Valley Friends June Report – Viva Mexico!

From Joan Steel

Our speaker, Val Brown was an English teacher in Mexico who spent a fourteen year ‘trip’ moving from school to school in various areas of the country and therefore experienced the real Mexico. She said it is much bigger than we think with a 2,000 mile border with America in the north and with Belize and Guatemala in the south. The population of over 122 million is a cross between descendants of native Indians and Spanish invaders. These were the first people to use the name ‘Americans’. Mexico City, a Spanish Colony, was designed on the French style grid system and was established as the capital city in 1550. The cathedral, built in 1575 on unstable ground is constantly being repaired and volcanoes on the edge of the city steam continuously but rarely erupt.
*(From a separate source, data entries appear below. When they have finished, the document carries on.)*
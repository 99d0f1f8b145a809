//! Overlay presenter port
//!
//! The blocking surface that covers the application content while the
//! gate is locked. Rendering is entirely the adapter's concern.

use latch_domain::RetryPrompt;

/// Callback handed to the presenter together with the retry affordance.
///
/// May be invoked from any thread, any number of times; duplicate attempts
/// are absorbed by the gate.
pub type RetryAction = Box<dyn Fn() + Send + Sync>;

/// Port for the opaque overlay covering locked content.
///
/// All three operations are idempotent: showing an already-visible overlay
/// or hiding an already-hidden one is a no-op. The gate never calls
/// `hide` without having observed a granted credential check first.
///
/// Implementations must not invoke the retry action synchronously from
/// inside `show_with_retry`; it is meant for the user's tap handler.
pub trait OverlayPresenter: Send + Sync {
    /// Covers the content with the plain overlay.
    fn show(&self);

    /// Covers the content and surfaces the retry affordance described by
    /// `prompt`, wired to `on_retry`.
    fn show_with_retry(&self, prompt: &RetryPrompt, on_retry: RetryAction);

    /// Removes the overlay.
    fn hide(&self);
}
The economy is stable and food is easy to grow.

There is evidence that Incas, Mayas, Aztecs and nomadic tribes settled in the area 10,000 years ago. The ruins of an Aztec city with pyramids now attracts tourists and researchers. Today’s inhabitants have picnics and take punts on the canals near the city. Mariachi bands with strings and brass are hired to play on these, (some good, some not!), the players wearing traditional costume.

Acapulco with its beautiful, almost circular bay, is frequented by tourists, but is extremely polluted due to the very narrow outlet for the tide. Turtles lay eggs in the sands there. Many visitors come on 3rd October for the world-famous swallow divers’ festival. The divers pray at shrines to former competitors before climbing to the top of the rocks and diving into the rocky waters far below. Val said it was a lunatic way of earning a living!
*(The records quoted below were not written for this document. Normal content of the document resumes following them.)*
//! Latch Domain - Core lock-state types
//!
//! This crate defines the domain model for the Latch authentication gate.
//! All types here are pure Rust with no I/O dependencies.

pub mod credential;
pub mod error;
pub mod id;
pub mod lifecycle;
pub mod lock;
pub mod prompt;
pub mod settings;

pub use credential::{
    CredentialChallenge, CredentialOutcome, CredentialPolicy, DenialReason, GateError,
    UnavailableReason,
};
pub use error::{DomainError, DomainResult};
pub use id::AttemptId;
pub use lifecycle::LifecycleEvent;
pub use lock::{AttemptState, LockPhase, LockState};
pub use prompt::{RetryPrompt, Rgb};
pub use settings::{CredentialPrompt, GateConfig, RelockPolicy};
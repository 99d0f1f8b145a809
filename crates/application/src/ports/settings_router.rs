//! Settings router port
//!
//! Navigation to the system surface where a device-owner credential can
//! be enrolled. Invoked only when a check reports that no credential is
//! enrolled; retrying in that situation would fail identically.

use thiserror::Error;

/// Errors that can occur while routing to system settings.
#[derive(Debug, Error)]
pub enum SettingsError {
    /// The platform opener could not be launched.
    #[error("failed to launch settings: {0}")]
    Launch(String),

    /// No credential-settings surface exists on this platform.
    #[error("no credential settings surface on this platform")]
    Unsupported,
}

/// Port for opening the system credential-enrollment settings.
pub trait SettingsRouter: Send + Sync {
    /// Opens the credential-enrollment surface.
    ///
    /// # Errors
    /// Returns a `SettingsError` if the surface cannot be opened; the gate
    /// logs the failure and keeps its state unchanged.
    fn open_credential_settings(&self) -> Result<(), SettingsError>;
}
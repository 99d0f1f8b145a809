//! Lifecycle notifier port
//!
//! Delivery of application lifecycle transitions. The gate subscribes at
//! binding time; dropping the gate drops the subscription, so no callback
//! can outlive it.

use tokio::sync::broadcast;

use latch_domain::LifecycleEvent;

/// Port for app-lifecycle notification delivery.
pub trait LifecycleNotifier: Send + Sync {
    /// Returns a fresh receiver for subsequent lifecycle events.
    fn subscribe(&self) -> broadcast::Receiver<LifecycleEvent>;
}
Aztecs believe that life and death are the same and families visit the dead to give gifts of things liked in life. Picnics are held on graves and the ancestor is told all the family news. Children recite, read or dance for them. It is not at all gloomy; processions move through the towns with candles which are placed on the graves and all churches have bands for the processions. Schoolchildren have to make a ‘befriender’ which is like a set of shelves exhibiting fruit, bread and many items to please and honour the dead. Skeletons are dressed as hierarchy.
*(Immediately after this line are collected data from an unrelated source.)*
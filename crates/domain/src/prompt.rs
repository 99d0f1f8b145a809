//! Retry-popup description handed to the overlay presenter.
//!
//! Rendering is out of scope; the gate only passes this description along
//! when it surfaces the retry affordance. Hosts may supply their own
//! `RetryPrompt` through the gate configuration.

use serde::{Deserialize, Serialize};

use crate::error::{DomainError, DomainResult};

/// An sRGB color, parsed from `#rrggbb` notation.
#[derive(Debug, Clone, Copy, PartialEq, Eq, Serialize, Deserialize)]
pub struct Rgb {
    /// Red channel.
    pub r: u8,
    /// Green channel.
    pub g: u8,
    /// Blue channel.
    pub b: u8,
}

impl Rgb {
    /// Parses a `#rrggbb` hex string. The leading `#` is optional.
    ///
    /// # Errors
    /// Returns `DomainError::InvalidColor` for anything that is not six
    /// hex digits.
    pub fn from_hex(hex: &str) -> DomainResult<Self> {
        let digits = hex.strip_prefix('#').unwrap_or(hex);
        if digits.len() != 6 || !digits.is_ascii() {
            return Err(DomainError::InvalidColor(hex.to_string()));
        }
        let channel = |range: std::ops::Range<usize>| {
            u8::from_str_radix(&digits[range], 16)
                .map_err(|_| DomainError::InvalidColor(hex.to_string()))
        };
        Ok(Self {
            r: channel(0..2)?,
            g: channel(2..4)?,
            b: channel(4..6)?,
        })
    }

    /// Formats the color back to `#rrggbb` notation.
    #[must_use]
    pub fn to_hex(&self) -> String {
        format!("#{:02x}{:02x}{:02x}", self.r, self.g, self.b)
    }
}

/// What the retry popup should say and look like.
#[derive(Debug, Clone, PartialEq, Eq, Serialize, Deserialize)]
pub struct RetryPrompt {
    /// Popup title.
    pub title: String,
    /// Supporting message under the title.
    pub message: String,
    /// Label of the retry button.
    pub button_title: String,
    /// Name of the icon resource; loading it is the presenter's concern.
    pub icon: String,
    /// Accent color for the retry button.
    pub accent_color: Rgb,
}

impl RetryPrompt {
    /// Checks that the user-visible fields are not blank.
    ///
    /// # Errors
    /// Returns `DomainError::EmptyPromptField` naming the offending field.
    pub fn validate(&self) -> DomainResult<()> {
        for (name, value) in [
            ("title", &self.title),
            ("message", &self.message),
            ("button_title", &self.button_title),
        ] {
            if value.trim().is_empty() {
                return Err(DomainError::EmptyPromptField(name));
            }
        }
        Ok(())
    }
}

impl Default for RetryPrompt {
    fn default() -> Self {
        Self {
            title: "App is Locked".to_string(),
            message: "Please unlock to continue.".to_string(),
            button_title: "Unlock".to_string(),
            icon: "lock".to_string(),
            accent_color: Rgb {
                r: 0x10,
                g: 0x58,
                b: 0x66,
            },
        }
    }
}

#[cfg(test)]
#[allow(clippy::unwrap_used)]
mod tests {
    use pretty_assertions::assert_eq;

    use super::*;

    #[test]
    fn test_parse_hex_with_hash() {
        let color = Rgb::from_hex("#105866").unwrap();
        assert_eq!(
            color,
            Rgb {
                r: 0x10,
                g: 0x58,
                b: 0x66
            }
        );
    }

    #[test]
    fn test_parse_hex_without_hash() {
        assert_eq!(Rgb::from_hex("ffffff").unwrap(), Rgb { r: 255, g: 255, b: 255 });
    }

    #[test]
    fn test_reject_malformed_hex() {
        for bad in ["", "#fff", "#12345", "#1234567", "#10x866", "#10 866"] {
            assert!(Rgb::from_hex(bad).is_err(), "accepted {bad:?}");
        }
    }

    #[test]
    fn test_hex_round_trip() {
        assert_eq!(Rgb::from_hex("#105866").unwrap().to_hex(), "#105866");
    }

    #[test]
    fn test_default_prompt_matches_stock_popup() {
        let prompt = RetryPrompt::default();
        assert_eq!(prompt.title, "App is Locked");
        assert_eq!(prompt.button_title, "Unlock");
        assert_eq!(prompt.accent_color.to_hex(), "#105866");
        assert!(prompt.validate().is_ok());
    }

    #[test]
    fn test_blank_fields_rejected() {
        let prompt = RetryPrompt {
            button_title: "  ".to_string(),
            ..RetryPrompt::default()
        };
        assert_eq!(
            prompt.validate(),
            Err(DomainError::EmptyPromptField("button_title"))
        );
    }
}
Val took a holiday to see dolphins, turtles and whales which were amazing. The train journey to the coast was spectacular and seen from the air showed the track with hundreds of hairpin bends over mountains with views 7,000 feet down into canyons. A tribe of Indians lives at the bottom of Copper Canyon, (about the size of Wales), living a traditional life and keeping goats. There are many rivers and waterfalls, some with boiling hot water. To reach the top of the canyon takes about four hours on rocky paths. There are also rich silver mines in the area and of course, some very wealthy people.

Val, her husband and many tourists loved Mexico and Val wrote a book about her travels. Norma thanked her for a really entertaining talk.

On July 1st Edwin Rye will talk about David Austin’s Roses. We have a Pot Luck Supper in the Small Hall on August 5th and our next meeting after this is on 2nd September.